Measles Are Off to Fast Start This Year

Measles are off to a busy start in the U.S. this year, with 84 cases reported as of Jan. 28, exceeding some recent yearly totals, the Centers for Disease Control and Prevention said Thursday.

The cases were reported in 14 states. Of them, 56 are linked to a large outbreak of measles that originated in December at Disney theme parks, the CDC said. The remaining 28 are individuals who appear to have been infected overseas and brought the disease into the U.S., the agency said.

The high number of cases this month follows a particularly busy 2014 and has health officials concerned about further spread of a disease that officially was eliminated from the U.S. in 2000.“We want to prevent measles from getting a foothold in the U.S. and becoming endemic again,” Anne Schuchat, director of the CDC’s national center for immunization and respiratory diseases, told reporters during a conference call.

The median number of measles cases a year between 2001 and 2010 was 60, Dr. Schuchat said—fewer than were reported in the first four weeks of this year. The true number of cases in January could be even higher, as the CDC counts only cases that have been confirmed.The outbreak has some concerned about whether the Super Bowl, to be held this weekend in Arizona, presents another opportunity for the spread of measles. But Dr. Schuchat played down those concerns.

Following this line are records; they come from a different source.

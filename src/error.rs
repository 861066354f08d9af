//! Error types for configuration resolution

use thiserror::Error;

#[derive(Error, Debug)]
pub enum ConfigError {
    // Invalid schema declaration (duplicate names, bad defaults, ...)
    #[error("Invalid schema for item '{item}': {reason}")]
    Schema { item: String, reason: String },

    // A raw value could not be converted to the item's declared type
    #[error("Cannot convert value '{value}' for item '{item}' to {expected}")]
    TypeCoercion {
        item: String,
        value: String,
        expected: &'static str,
    },

    // Several deprecated names for one item disagree within a single source
    #[error(
        "Conflicting deprecated names for '{item}' in {source_name}: {}",
        .aliases.join(", ")
    )]
    DeprecatedAliasConflict {
        item: String,
        source_name: &'static str,
        aliases: Vec<String>,
    },

    #[error("Required option '{item}' could not be determined from any source")]
    Validation { item: String },

    // Argument vector rejected by the built-in or caller-supplied parser
    #[error("Invalid command-line arguments")]
    Cli(#[from] clap::Error),

    // Caller-declared items could not be read
    #[error("Invalid item declaration")]
    Declaration(#[from] serde_json::Error),
}

impl ConfigError {
    pub(crate) fn schema(item: impl Into<String>, reason: impl Into<String>) -> Self {
        ConfigError::Schema { item: item.into(), reason: reason.into() }
    }
}

pub type Result<T> = std::result::Result<T, ConfigError>;
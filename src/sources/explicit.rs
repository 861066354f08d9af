//! Explicit (caller-supplied keyword) collector

use super::{RawValueSet, SourceKind};
use crate::schema::Schema;
use crate::value::Value;
use clap::ArgMatches;
use std::collections::BTreeMap;
use tracing::debug;

/// Key/value arguments supplied directly by the calling code.
///
/// Keys may be canonical item names, deprecated keys, or anything else; only
/// keys the schema recognizes are ever read. A `Value::Null` counts as not supplied.
#[derive(Debug, Clone, Default, PartialEq)]
pub struct ExplicitArgs {
    values: BTreeMap<String, Value>,
}

impl ExplicitArgs {
    pub fn new() -> Self {
        Self::default()
    }

    pub fn set(mut self, key: impl Into<String>, value: impl Into<Value>) -> Self {
        self.values.insert(key.into(), value.into());
        self
    }

    pub fn insert(&mut self, key: impl Into<String>, value: impl Into<Value>) {
        self.values.insert(key.into(), value.into());
    }

    pub fn remove(&mut self, key: &str) -> Option<Value> {
        self.values.remove(key)
    }

    pub fn get(&self, key: &str) -> Option<&Value> {
        self.values.get(key)
    }

    pub fn is_empty(&self) -> bool {
        self.values.is_empty()
    }

    /// Treat the schema arguments of an already-parsed command line as explicit values.
    ///
    /// Lets a host application parse with its own (augmented) parser and hand the
    /// result over. Host-only arguments are ignored.
    pub fn from_arg_matches(schema: &Schema, matches: &ArgMatches) -> Self {
        let mut args = Self::new();
        for (name, value) in super::cli::values_from_matches(schema, matches).iter() {
            args.insert(name, value.clone());
        }
        args
    }
}

impl<K: Into<String>, V: Into<Value>> FromIterator<(K, V)> for ExplicitArgs {
    fn from_iter<I: IntoIterator<Item = (K, V)>>(iter: I) -> Self {
        Self { values: iter.into_iter().map(|(k, v)| (k.into(), v.into())).collect() }
    }
}

/// Keep the keys that name a schema item, canonically or through a deprecated key.
pub fn collect(schema: &Schema, args: &ExplicitArgs) -> RawValueSet {
    let mut raw = RawValueSet::new(SourceKind::Explicit);

    for (key, value) in &args.values {
        if value.is_null() {
            continue;
        }
        match schema.item_for_key(key) {
            Some(item) => {
                debug!("Explicit configuration {}={}", key, item.display_value(value));
                raw.insert(key.clone(), value.clone());
            }
            None => debug!("Ignoring explicit argument '{}' not declared in schema", key),
        }
    }

    raw
}
//! Resolution pipeline
//!
//! Collect → map deprecations → merge → normalize → validate. Each stage either
//! succeeds or aborts the whole resolution with its error; there is no partial
//! result.

pub mod deprecation;
pub mod normalize;
pub mod precedence;
pub mod resolved;
pub mod validate;

pub use normalize::normalize_url_prefix;
pub use precedence::Layer;
pub use resolved::{ConnectionInfo, ResolvedConfig};

use crate::error::Result;
use crate::schema::{base_schema, connection_schema, extend, ConfigItem, Schema};
use crate::sources::{cli, env, explicit, CliCollection, EnvSnapshot, ExplicitArgs, RawValueSet};
use clap::Command;
use tracing::debug;

/// Output of a full resolution, including the command-line parse result.
#[derive(Debug, Clone)]
pub struct Resolution {
    pub config: ResolvedConfig,
    /// Present when an argument vector was given.
    pub cli: Option<CliCollection>,
}

/// Configures and runs one resolution against a schema.
///
/// The environment is whatever snapshot is handed in; nothing here reads the
/// process environment.
pub struct ConfigLoader<'s> {
    schema: &'s Schema,
    explicit: ExplicitArgs,
    cli_args: Option<Vec<String>>,
    parser: Option<Command>,
    env: EnvSnapshot,
}

impl<'s> ConfigLoader<'s> {
    pub fn new(schema: &'s Schema) -> Self {
        Self {
            schema,
            explicit: ExplicitArgs::new(),
            cli_args: None,
            parser: None,
            env: EnvSnapshot::empty(),
        }
    }

    pub fn explicit(mut self, explicit: ExplicitArgs) -> Self {
        self.explicit = explicit;
        self
    }

    /// Argument vector to parse, without the program name.
    pub fn cli_args<I, T>(mut self, args: I) -> Self
    where
        I: IntoIterator<Item = T>,
        T: Into<String>,
    {
        self.cli_args = Some(args.into_iter().map(Into::into).collect());
        self
    }

    /// Host parser to parse the argument vector with (see [`crate::argument_parser`]).
    pub fn argument_parser(mut self, parser: Command) -> Self {
        self.parser = Some(parser);
        self
    }

    pub fn env(mut self, env: EnvSnapshot) -> Self {
        self.env = env;
        self
    }

    pub fn load(self) -> Result<ResolvedConfig> {
        self.resolve().map(|resolution| resolution.config)
    }

    pub fn resolve(self) -> Result<Resolution> {
        let schema = self.schema;

        let mut raw_sets: Vec<RawValueSet> = Vec::with_capacity(3);
        raw_sets.push(env::collect(schema, &self.env));

        let cli = match &self.cli_args {
            Some(args) => {
                let collection = cli::collect(schema, args, self.parser)?;
                raw_sets.push(collection.values.clone());
                Some(collection)
            }
            None => None,
        };

        raw_sets.push(explicit::collect(schema, &self.explicit));

        let mut layers = Vec::with_capacity(raw_sets.len());
        for raw in &raw_sets {
            let canonical = deprecation::canonicalize(schema, raw)?;
            layers.push(Layer::coerce(schema, raw.kind(), canonical)?);
        }

        let mut values = precedence::merge(schema, layers);
        normalize::normalize(schema, &mut values);
        validate::validate(schema, &values)?;

        debug!("Resolved {} configuration items", values.len());
        Ok(Resolution { config: ResolvedConfig::new(schema, values), cli })
    }
}

/// Resolve only the connection items from explicit arguments and `env`.
pub fn resolve_connection_info(explicit: ExplicitArgs, env: EnvSnapshot) -> Result<ResolvedConfig> {
    ConfigLoader::new(connection_schema()).explicit(explicit).env(env).load()
}

/// Resolve the full item set, optionally extended with caller-declared items.
///
/// Explicit keys and command-line arguments outside the (extended) schema are
/// ignored and never appear in the result.
pub fn resolve_full_config(
    cli_args: &[String],
    explicit: ExplicitArgs,
    extra_items: Vec<ConfigItem>,
    env: EnvSnapshot,
) -> Result<ResolvedConfig> {
    let schema = extend(base_schema(), extra_items)?;
    ConfigLoader::new(&schema).cli_args(cli_args.iter().cloned()).explicit(explicit).env(env).load()
}

/// [`resolve_connection_info`] against the current process environment.
pub fn get_connection_info(explicit: ExplicitArgs) -> Result<ResolvedConfig> {
    resolve_connection_info(explicit, EnvSnapshot::capture())
}

/// [`resolve_full_config`] against the current process environment.
pub fn load_config(
    cli_args: &[String],
    explicit: ExplicitArgs,
    extra_items: Vec<ConfigItem>,
) -> Result<ResolvedConfig> {
    resolve_full_config(cli_args, explicit, extra_items, EnvSnapshot::capture())
}
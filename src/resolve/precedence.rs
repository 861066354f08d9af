//! Precedence resolver
//!
//! Priority, lowest first: schema default, environment, command line, explicit
//! arguments. Each item is decided on its own; the highest-priority source that
//! supplied the item wins.

use crate::error::Result;
use crate::schema::Schema;
use crate::sources::SourceKind;
use crate::value::Value;
use std::collections::BTreeMap;
use tracing::debug;

/// Typed, canonical values supplied by one source.
#[derive(Debug, Clone, PartialEq)]
pub struct Layer {
    pub kind: SourceKind,
    pub values: BTreeMap<String, Value>,
}

impl Layer {
    /// Coerce canonical raw values to their item types.
    ///
    /// Values that do not count as supplied (an empty string for a non-string
    /// item) are dropped so they cannot shadow a lower-priority source.
    pub fn coerce(
        schema: &Schema,
        kind: SourceKind,
        canonical: BTreeMap<String, Value>,
    ) -> Result<Layer> {
        let mut values = BTreeMap::new();
        for (name, raw) in canonical {
            let Some(item) = schema.get(&name) else {
                continue;
            };
            match raw.coerce(&item.name, item.item_type)? {
                Some(value) => {
                    values.insert(name, value);
                }
                None => debug!("Empty value for '{}' in {} treated as unset", name, kind),
            }
        }
        Ok(Layer { kind, values })
    }
}

/// Merge `layers` over the schema defaults. Every schema item appears in the result.
pub fn merge(schema: &Schema, mut layers: Vec<Layer>) -> BTreeMap<String, Value> {
    layers.sort_by_key(|layer| layer.kind);

    let mut merged = BTreeMap::new();
    for item in schema.items() {
        let mut value = &item.default;
        let mut from = SourceKind::Default;

        for layer in &layers {
            if let Some(supplied) = layer.values.get(&item.name) {
                value = supplied;
                from = layer.kind;
            }
        }

        debug!("Resolved {}={} from {}", item.name, item.display_value(value), from);
        merged.insert(item.name.clone(), value.clone());
    }

    merged
}
//! Resolve and connection command implementations

use anyhow::{Context, Result};
use bg_config::{base_schema, connection_schema, ConfigLoader, EnvSnapshot, ResolvedConfig, Schema};
use clap::Args;
use std::fs;
use std::path::{Path, PathBuf};

#[derive(Args)]
pub struct ResolveArgs {
    /// JSON file declaring extra items, e.g. {"name": {"type": "str"}}
    #[arg(long, value_name = "FILE")]
    pub spec: Option<PathBuf>,

    /// Print secret values instead of masking them
    #[arg(long)]
    pub show_secrets: bool,

    /// Configuration arguments, given after `--` (e.g. `-- --bg-host localhost`)
    #[arg(value_name = "ARGS", trailing_var_arg = true, allow_hyphen_values = true)]
    pub args: Vec<String>,
}

#[derive(Args)]
pub struct ConnectionArgs {
    /// Print secret values instead of masking them
    #[arg(long)]
    pub show_secrets: bool,

    /// Connection arguments, given after `--` (e.g. `-- --bg-host localhost`)
    #[arg(value_name = "ARGS", trailing_var_arg = true, allow_hyphen_values = true)]
    pub args: Vec<String>,
}

pub fn run(args: ResolveArgs) -> Result<()> {
    let schema = match &args.spec {
        Some(path) => load_spec(path)?,
        None => base_schema().clone(),
    };

    let resolution =
        ConfigLoader::new(&schema).cli_args(args.args).env(EnvSnapshot::capture()).resolve()?;

    if let Some(cli) = &resolution.cli {
        if !cli.passthrough.is_empty() {
            tracing::warn!("Ignoring unrecognized arguments: {}", cli.passthrough.join(" "));
        }
    }

    print_json(&resolution.config, args.show_secrets)
}

pub fn run_connection(args: ConnectionArgs) -> Result<()> {
    let config = ConfigLoader::new(connection_schema())
        .cli_args(args.args)
        .env(EnvSnapshot::capture())
        .load()?;

    print_json(&config, args.show_secrets)
}

fn load_spec(path: &Path) -> Result<Schema> {
    let content = fs::read_to_string(path)
        .with_context(|| format!("Failed reading spec file: {}", path.display()))?;

    base_schema()
        .extend()
        .declarations(&content)
        .and_then(|builder| builder.build())
        .with_context(|| format!("Invalid spec file: {}", path.display()))
}

fn print_json(config: &ResolvedConfig, show_secrets: bool) -> Result<()> {
    let rendered = serde_json::to_string_pretty(&config.to_json(show_secrets))?;
    println!("{}", rendered);
    Ok(())
}
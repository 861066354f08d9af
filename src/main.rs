//! bg-config: inspect how Beer Garden client configuration resolves
//!
//! Resolves configuration from the given arguments and the process environment
//! and prints the result.

use anyhow::Result;

mod cli;

fn main() -> Result<()> {
    cli::run()
}
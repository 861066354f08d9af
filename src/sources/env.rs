//! Environment collector

use super::{RawValueSet, SourceKind};
use crate::schema::Schema;
use crate::value::Value;
use std::collections::BTreeMap;
use tracing::debug;

/// Read-only copy of the environment variable table.
///
/// Resolution never reads the process environment directly; it is handed one of
/// these, taken once at the start of a call.
#[derive(Debug, Clone, Default, PartialEq, Eq)]
pub struct EnvSnapshot {
    vars: BTreeMap<String, String>,
}

impl EnvSnapshot {
    /// Snapshot the current process environment. Non-UTF-8 variables are skipped.
    pub fn capture() -> Self {
        let vars = std::env::vars_os()
            .filter_map(|(k, v)| Some((k.into_string().ok()?, v.into_string().ok()?)))
            .collect();
        Self { vars }
    }

    pub fn empty() -> Self {
        Self::default()
    }

    pub fn with(mut self, name: impl Into<String>, value: impl Into<String>) -> Self {
        self.vars.insert(name.into(), value.into());
        self
    }

    pub fn get(&self, name: &str) -> Option<&str> {
        self.vars.get(name).map(String::as_str)
    }
}

impl<K: Into<String>, V: Into<String>> FromIterator<(K, V)> for EnvSnapshot {
    fn from_iter<I: IntoIterator<Item = (K, V)>>(iter: I) -> Self {
        Self { vars: iter.into_iter().map(|(k, v)| (k.into(), v.into())).collect() }
    }
}

/// Collect every canonical and deprecated variable the schema knows about.
///
/// Keys of the returned set are variable names; mapping them onto items happens
/// in the deprecation pass.
pub fn collect(schema: &Schema, env: &EnvSnapshot) -> RawValueSet {
    let mut raw = RawValueSet::new(SourceKind::Environment);

    for item in schema.items() {
        let names = item
            .env_var(schema.env_prefix())
            .into_iter()
            .chain(item.deprecated_envs().map(str::to_string));
        for name in names {
            if let Some(value) = env.get(&name) {
                let value = Value::from(value);
                debug!("Environment configuration {}={}", name, item.display_value(&value));
                raw.insert(name, value);
            }
        }
    }

    raw
}
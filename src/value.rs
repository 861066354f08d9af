//! Dynamic configuration values and type coercion

use crate::error::{ConfigError, Result};
use serde::{Deserialize, Serialize};
use std::fmt;

/// Declared type of a configuration item.
#[derive(Debug, Clone, Copy, PartialEq, Eq, Serialize, Deserialize)]
#[serde(rename_all = "lowercase")]
pub enum ItemType {
    #[serde(alias = "string")]
    Str,
    #[serde(alias = "integer")]
    Int,
    Float,
    #[serde(alias = "boolean")]
    Bool,
}

impl ItemType {
    pub fn as_str(&self) -> &'static str {
        match self {
            ItemType::Str => "string",
            ItemType::Int => "integer",
            ItemType::Float => "float",
            ItemType::Bool => "boolean",
        }
    }
}

impl fmt::Display for ItemType {
    fn fmt(&self, f: &mut fmt::Formatter<'_>) -> fmt::Result {
        f.write_str(self.as_str())
    }
}

/// A configuration value, either raw (as read from a source) or coerced.
#[derive(Debug, Clone, Default, PartialEq, Serialize, Deserialize)]
#[serde(untagged)]
pub enum Value {
    #[default]
    Null,
    Bool(bool),
    Int(i64),
    Float(f64),
    Str(String),
}

impl Value {
    pub fn is_null(&self) -> bool {
        matches!(self, Value::Null)
    }

    pub fn as_str(&self) -> Option<&str> {
        match self {
            Value::Str(s) => Some(s),
            _ => None,
        }
    }

    pub fn as_int(&self) -> Option<i64> {
        match self {
            Value::Int(i) => Some(*i),
            _ => None,
        }
    }

    pub fn as_float(&self) -> Option<f64> {
        match self {
            Value::Float(f) => Some(*f),
            Value::Int(i) => Some(*i as f64),
            _ => None,
        }
    }

    pub fn as_bool(&self) -> Option<bool> {
        match self {
            Value::Bool(b) => Some(*b),
            _ => None,
        }
    }

    /// Whether this value counts as "set" for required-item validation.
    pub fn is_empty(&self) -> bool {
        match self {
            Value::Null => true,
            Value::Str(s) => s.is_empty(),
            _ => false,
        }
    }

    /// Convert this value to `ty` on behalf of `item`.
    ///
    /// Returns `Ok(None)` when the value does not count as supplied: a null, or an
    /// empty string for any non-string type.
    pub fn coerce(self, item: &str, ty: ItemType) -> Result<Option<Value>> {
        let mismatch = |value: &Value| ConfigError::TypeCoercion {
            item: item.to_string(),
            value: value.to_string(),
            expected: ty.as_str(),
        };

        let coerced = match (ty, self) {
            (_, Value::Null) => return Ok(None),
            (ItemType::Str, Value::Str(s)) => Value::Str(s),
            (_, Value::Str(s)) if s.is_empty() => return Ok(None),
            (ItemType::Str, other) => Value::Str(other.to_string()),

            (ItemType::Int, Value::Int(i)) => Value::Int(i),
            (ItemType::Int, Value::Str(s)) => match s.trim().parse::<i64>() {
                Ok(i) => Value::Int(i),
                Err(_) => return Err(mismatch(&Value::Str(s))),
            },

            (ItemType::Float, Value::Float(f)) => Value::Float(f),
            (ItemType::Float, Value::Int(i)) => Value::Float(i as f64),
            (ItemType::Float, Value::Str(s)) => match s.trim().parse::<f64>() {
                Ok(f) => Value::Float(f),
                Err(_) => return Err(mismatch(&Value::Str(s))),
            },

            (ItemType::Bool, Value::Bool(b)) => Value::Bool(b),
            (ItemType::Bool, Value::Str(s)) => match parse_bool(&s) {
                Some(b) => Value::Bool(b),
                None => return Err(mismatch(&Value::Str(s))),
            },

            (_, other) => return Err(mismatch(&other)),
        };

        Ok(Some(coerced))
    }
}

fn parse_bool(raw: &str) -> Option<bool> {
    match raw.trim().to_ascii_lowercase().as_str() {
        "true" | "yes" | "y" | "on" | "1" => Some(true),
        "false" | "no" | "n" | "off" | "0" => Some(false),
        _ => None,
    }
}

impl fmt::Display for Value {
    fn fmt(&self, f: &mut fmt::Formatter<'_>) -> fmt::Result {
        match self {
            Value::Null => f.write_str("none"),
            Value::Bool(b) => write!(f, "{}", b),
            Value::Int(i) => write!(f, "{}", i),
            Value::Float(x) => write!(f, "{}", x),
            Value::Str(s) => f.write_str(s),
        }
    }
}

impl From<&str> for Value {
    fn from(s: &str) -> Self {
        Value::Str(s.to_string())
    }
}

impl From<String> for Value {
    fn from(s: String) -> Self {
        Value::Str(s)
    }
}

impl From<i64> for Value {
    fn from(i: i64) -> Self {
        Value::Int(i)
    }
}

impl From<f64> for Value {
    fn from(x: f64) -> Self {
        Value::Float(x)
    }
}

impl From<bool> for Value {
    fn from(b: bool) -> Self {
        Value::Bool(b)
    }
}

impl<T: Into<Value>> From<Option<T>> for Value {
    fn from(v: Option<T>) -> Self {
        v.map(Into::into).unwrap_or(Value::Null)
    }
}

Those infected with measles but not linked to the outbreaks at Disneyland or Disney California Adventure recently had been in Indonesia, Azerbaijan, Qatar, India and Dubai, said Dr. Schuchat.

While the source of the Disney outbreaks isn’t known, public health officials believe it was started by someone visiting one of the parks who had been infected overseas, she said.Genetic analysis links the virus causing the upsurge to outbreaks in 14 nations, she noted.Dr. Schuchat stressed the importance of immunization and said the vaccine is safe and effective.  “This is not a problem of the measles vaccine not working,” she said. “This is a problem of the measles vaccine not being used.”